Freud, que se diga, escreve que é uma maravilha, relata que o amigo Romain Rolland o respondeu com toda elegância e até concórdia, mas, que entretanto, alegou que Freud “talvez não tivesse apreciado corretamente a verdadeira fonte da religiosidade”.

Freud, a seguir, transcreve o sentimento que o amigo Rolland, o revelou na carta resposta,

“Esta (religiosidade), diz ele, consiste num sentimento peculiar, que ele mesmo jamais deixou de ter presente em si, que vê confirmado por muitos outros e que pode imaginar atuante em milhões de pessoas. Trata-se de um sentimento que ele gostaria de designar como uma sensação de “eternidade”, um sentimento de algo ilimitado, sem fronteiras – “oceânico”, por assim dizer. Esse sentimento, acrescenta, configura um fato puramente subjetivo, e não um artigo de fé; não traz consigo qualquer garantia de imortalidade pessoal, mas constitui a fonte de energia religiosa de que se apoderam as diversas igrejas e sistemas religiosos, é por eles veiculado para canais específicos e, indubitavelmente, também por eles exaurido. Acredita ele que uma pessoa, embora rejeite toda crença e toda ilusão, pode corretamente chamar-se a si mesma de religiosa com fundamento apenas nesse sentimento oceânico.” (págs. 9/10).
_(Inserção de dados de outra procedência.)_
//! Points-to Analysis Constraints
//!
//! Four constraint kinds following Andersen's formulation:
//! - ADDR_OF: dst = &src   → pts(dst) ⊇ {src}
//! - COPY:    dst = src    → pts(dst) ⊇ pts(src)
//! - LOAD:    dst = *src   → ∀o ∈ pts(src): pts(dst) ⊇ pts(o)
//! - STORE:   *dst = src   → ∀o ∈ pts(dst): pts(o) ⊇ pts(src)
//!
//! Indirect call sites are kept beside the constraints; the solver turns them
//! into COPY edges once the callee's points-to set names concrete functions.

use super::node::NodeIndex;
#[cfg(feature = "parallel")]
use rayon::prelude::*;
use serde::{Deserialize, Serialize};
use std::fmt;

/// Constraint types for points-to analysis
#[derive(Debug, Clone, Copy, PartialEq, Eq, Hash, PartialOrd, Ord, Serialize, Deserialize)]
pub enum ConstraintKind {
    /// dst = &src
    AddrOf,
    /// dst = src
    Copy,
    /// dst = *src
    Load,
    /// *dst = src
    Store,
}

impl ConstraintKind {
    pub fn as_str(&self) -> &'static str {
        match self {
            ConstraintKind::AddrOf => "ADDR_OF",
            ConstraintKind::Copy => "COPY",
            ConstraintKind::Load => "LOAD",
            ConstraintKind::Store => "STORE",
        }
    }
}

/// A single constraint. Immutable once created.
#[derive(Debug, Clone, Copy, PartialEq, Eq, Hash, PartialOrd, Ord, Serialize, Deserialize)]
pub struct Constraint {
    pub kind: ConstraintKind,
    pub dst: NodeIndex,
    pub src: NodeIndex,
}

impl Constraint {
    #[inline]
    pub fn new(kind: ConstraintKind, dst: NodeIndex, src: NodeIndex) -> Self {
        Self { kind, dst, src }
    }

    /// dst = &src
    #[inline]
    pub fn addr_of(dst: NodeIndex, src: NodeIndex) -> Self {
        Self::new(ConstraintKind::AddrOf, dst, src)
    }

    /// dst = src
    #[inline]
    pub fn copy(dst: NodeIndex, src: NodeIndex) -> Self {
        Self::new(ConstraintKind::Copy, dst, src)
    }

    /// dst = *src
    #[inline]
    pub fn load(dst: NodeIndex, src: NodeIndex) -> Self {
        Self::new(ConstraintKind::Load, dst, src)
    }

    /// *dst = src
    #[inline]
    pub fn store(dst: NodeIndex, src: NodeIndex) -> Self {
        Self::new(ConstraintKind::Store, dst, src)
    }

    /// LOAD or STORE
    #[inline]
    pub fn is_complex(&self) -> bool {
        matches!(self.kind, ConstraintKind::Load | ConstraintKind::Store)
    }

    /// Same constraint with both operands mapped through `f`
    #[inline]
    pub fn map(self, mut f: impl FnMut(NodeIndex) -> NodeIndex) -> Self {
        Self::new(self.kind, f(self.dst), f(self.src))
    }

    /// COPY(x, x) has no effect
    #[inline]
    pub fn is_trivial(&self) -> bool {
        self.kind == ConstraintKind::Copy && self.dst == self.src
    }
}

impl fmt::Display for Constraint {
    fn fmt(&self, f: &mut fmt::Formatter<'_>) -> fmt::Result {
        match self.kind {
            ConstraintKind::AddrOf => write!(f, "{} = &{}", self.dst, self.src),
            ConstraintKind::Copy => write!(f, "{} = {}", self.dst, self.src),
            ConstraintKind::Load => write!(f, "{} = *{}", self.dst, self.src),
            ConstraintKind::Store => write!(f, "*{} = {}", self.dst, self.src),
        }
    }
}

/// A call through a function pointer
///
/// `actuals[k] == None` marks a non-pointer (or unmodeled) actual; the matching
/// formal then receives the universal pointer.
#[derive(Debug, Clone, PartialEq, Eq, Hash, PartialOrd, Ord, Serialize, Deserialize)]
pub struct CallSite {
    pub callee: NodeIndex,
    pub actuals: Vec<Option<NodeIndex>>,
    pub result: Option<NodeIndex>,
}

impl CallSite {
    pub fn new(callee: NodeIndex, actuals: Vec<Option<NodeIndex>>, result: Option<NodeIndex>) -> Self {
        Self {
            callee,
            actuals,
            result,
        }
    }

    /// Every node this call site mentions
    pub fn operands(&self) -> impl Iterator<Item = NodeIndex> + '_ {
        std::iter::once(self.callee)
            .chain(self.actuals.iter().flatten().copied())
            .chain(self.result)
    }

    pub fn map(&self, mut f: impl FnMut(NodeIndex) -> NodeIndex) -> Self {
        Self {
            callee: f(self.callee),
            actuals: self.actuals.iter().map(|a| a.map(&mut f)).collect(),
            result: self.result.map(&mut f),
        }
    }
}

impl fmt::Display for CallSite {
    fn fmt(&self, f: &mut fmt::Formatter<'_>) -> fmt::Result {
        if let Some(result) = self.result {
            write!(f, "{} = ", result)?;
        }
        write!(f, "(*{})(", self.callee)?;
        for (i, actual) in self.actuals.iter().enumerate() {
            if i > 0 {
                write!(f, ", ")?;
            }
            match actual {
                Some(a) => write!(f, "{}", a)?,
                None => write!(f, "_")?,
            }
        }
        write!(f, ")")
    }
}

/// Constraint store with statistics
///
/// Append-only until solved. `dedup` removes structural duplicates.
#[derive(Debug, Clone, Default, Serialize, Deserialize)]
pub struct ConstraintSet {
    /// All constraints
    pub constraints: Vec<Constraint>,

    /// Call sites (direct and indirect)
    pub call_sites: Vec<CallSite>,

    /// Statistics
    pub addr_of_count: usize,
    pub copy_count: usize,
    pub load_count: usize,
    pub store_count: usize,
}

impl ConstraintSet {
    pub fn new() -> Self {
        Self::default()
    }

    pub fn with_capacity(capacity: usize) -> Self {
        Self {
            constraints: Vec::with_capacity(capacity),
            ..Default::default()
        }
    }

    /// Add a constraint and update statistics
    pub fn add(&mut self, constraint: Constraint) {
        self.count(constraint.kind, 1);
        self.constraints.push(constraint);
    }

    /// Add a call site
    pub fn add_call_site(&mut self, call: CallSite) {
        self.call_sites.push(call);
    }

    /// Move everything out of `other` into `self`
    pub fn append(&mut self, other: &mut ConstraintSet) {
        for c in other.constraints.drain(..) {
            self.add(c);
        }
        self.call_sites.append(&mut other.call_sites);
        other.recount();
    }

    fn count(&mut self, kind: ConstraintKind, delta: usize) {
        match kind {
            ConstraintKind::AddrOf => self.addr_of_count += delta,
            ConstraintKind::Copy => self.copy_count += delta,
            ConstraintKind::Load => self.load_count += delta,
            ConstraintKind::Store => self.store_count += delta,
        }
    }

    fn recount(&mut self) {
        self.addr_of_count = 0;
        self.copy_count = 0;
        self.load_count = 0;
        self.store_count = 0;
        for i in 0..self.constraints.len() {
            let kind = self.constraints[i].kind;
            self.count(kind, 1);
        }
    }

    /// Remove structural duplicates (and COPY(x, x)). Returns how many were removed.
    ///
    /// Order is normalized (sorted) afterwards.
    pub fn dedup(&mut self) -> usize {
        let before = self.constraints.len() + self.call_sites.len();

        self.constraints.retain(|c| !c.is_trivial());
        #[cfg(feature = "parallel")]
        self.constraints.par_sort_unstable();
        #[cfg(not(feature = "parallel"))]
        self.constraints.sort_unstable();
        self.constraints.dedup();

        self.call_sites.sort_unstable();
        self.call_sites.dedup();

        self.recount();
        before - (self.constraints.len() + self.call_sites.len())
    }

    /// Rewrite operands to representatives, then dedup
    ///
    /// `content` maps a node to the node holding its points-to set. The source
    /// of an ADDR_OF is an element, not a set holder, so it goes through
    /// `location` instead and keeps its object identity.
    pub fn rewrite(
        &mut self,
        mut content: impl FnMut(NodeIndex) -> NodeIndex,
        mut location: impl FnMut(NodeIndex) -> NodeIndex,
    ) -> usize {
        for c in self.constraints.iter_mut() {
            *c = match c.kind {
                ConstraintKind::AddrOf => Constraint::addr_of(content(c.dst), location(c.src)),
                _ => c.map(&mut content),
            };
        }
        for call in self.call_sites.iter_mut() {
            *call = call.map(&mut content);
        }
        self.dedup()
    }

    /// Total number of constraints
    #[inline]
    pub fn len(&self) -> usize {
        self.constraints.len()
    }

    /// Check if empty
    #[inline]
    pub fn is_empty(&self) -> bool {
        self.constraints.is_empty() && self.call_sites.is_empty()
    }

    /// Iterate over constraints
    #[inline]
    pub fn iter(&self) -> impl Iterator<Item = &Constraint> {
        self.constraints.iter()
    }

    /// Get constraints by kind
    pub fn by_kind(&self, kind: ConstraintKind) -> impl Iterator<Item = &Constraint> {
        self.constraints.iter().filter(move |c| c.kind == kind)
    }

    /// Highest node index mentioned, if any
    pub fn max_node(&self) -> Option<NodeIndex> {
        self.constraints
            .iter()
            .flat_map(|c| [c.dst, c.src])
            .chain(self.call_sites.iter().flat_map(|cs| cs.operands().collect::<Vec<_>>()))
            .max()
    }

    /// One constraint per line, in the `dst = *src` notation
    pub fn dump(&self) -> String {
        let mut out = String::new();
        for c in &self.constraints {
            out.push_str(&c.to_string());
            out.push('\n');
        }
        for call in &self.call_sites {
            out.push_str(&call.to_string());
            out.push('\n');
        }
        out
    }
}

#[cfg(test)]
mod tests {
    use super::*;

    #[test]
    fn test_constructors() {
        let c = Constraint::addr_of(1, 10);
        assert_eq!(c.kind, ConstraintKind::AddrOf);
        assert_eq!(c.dst, 1);
        assert_eq!(c.src, 10);
        assert!(!c.is_complex());

        assert!(Constraint::load(1, 2).is_complex());
        assert!(Constraint::store(1, 2).is_complex());
        assert!(!Constraint::copy(1, 2).is_complex());
    }

    #[test]
    fn test_display() {
        assert_eq!(Constraint::addr_of(5, 6).to_string(), "5 = &6");
        assert_eq!(Constraint::copy(5, 6).to_string(), "5 = 6");
        assert_eq!(Constraint::load(5, 6).to_string(), "5 = *6");
        assert_eq!(Constraint::store(5, 6).to_string(), "*5 = 6");

        let call = CallSite::new(9, vec![Some(4), None], Some(7));
        assert_eq!(call.to_string(), "7 = (*9)(4, _)");
    }

    #[test]
    fn test_constraint_set_counts() {
        let mut set = ConstraintSet::new();
        set.add(Constraint::addr_of(1, 10));
        set.add(Constraint::copy(2, 1));
        set.add(Constraint::load(3, 2));

        assert_eq!(set.len(), 3);
        assert_eq!(set.addr_of_count, 1);
        assert_eq!(set.copy_count, 1);
        assert_eq!(set.load_count, 1);
        assert_eq!(set.store_count, 0);
    }

    #[test]
    fn test_dedup_removes_duplicates_and_self_copies() {
        let mut set = ConstraintSet::new();
        set.add(Constraint::copy(2, 1));
        set.add(Constraint::copy(2, 1));
        set.add(Constraint::copy(3, 3));
        set.add(Constraint::store(2, 1));
        set.add_call_site(CallSite::new(4, vec![Some(1)], None));
        set.add_call_site(CallSite::new(4, vec![Some(1)], None));

        let removed = set.dedup();
        assert_eq!(removed, 3);
        assert_eq!(set.len(), 2);
        assert_eq!(set.copy_count, 1);
        assert_eq!(set.store_count, 1);
        assert_eq!(set.call_sites.len(), 1);
    }

    #[test]
    fn test_rewrite_through_representatives() {
        let mut set = ConstraintSet::new();
        set.add(Constraint::copy(5, 6));
        set.add(Constraint::copy(7, 6));
        set.add(Constraint::load(8, 6));

        set.add(Constraint::addr_of(6, 7));

        // 6 and 7 merged into 5; ADDR_OF keeps its element
        let removed = set.rewrite(|n| if n == 6 || n == 7 { 5 } else { n }, |n| n);
        assert_eq!(removed, 2);
        assert_eq!(
            set.constraints,
            vec![Constraint::addr_of(5, 7), Constraint::load(8, 5)]
        );
    }

    #[test]
    fn test_max_node() {
        let mut set = ConstraintSet::new();
        assert_eq!(set.max_node(), None);
        set.add(Constraint::copy(2, 1));
        set.add_call_site(CallSite::new(4, vec![None], Some(11)));
        assert_eq!(set.max_node(), Some(11));
    }
}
Ao fim, Freud, com sinceridade e carinho profundo pelo amigo, diz; “Não consigo descobrir em mim esse sentimento “oceânico”.

Lembrei-me ao ler este trecho do livro, de Santo Agostinho, que diz que a Graça é contingente e não é dada por mérito de ninguém, daí que a “Graça é de graça”. Há homens, gênero humano digo aqui, que não possuem fé, não porque não queiram, mas porque não podem, a fé não chega a eles, não os alcançam, o que não os diminuem em nada, ao contrário há “santos sem fé”. Nuns a secura da alma chega a rachar até a pele, noutros, a alma transborda como um oceano, em ambos, o mistério maravilhoso da criação!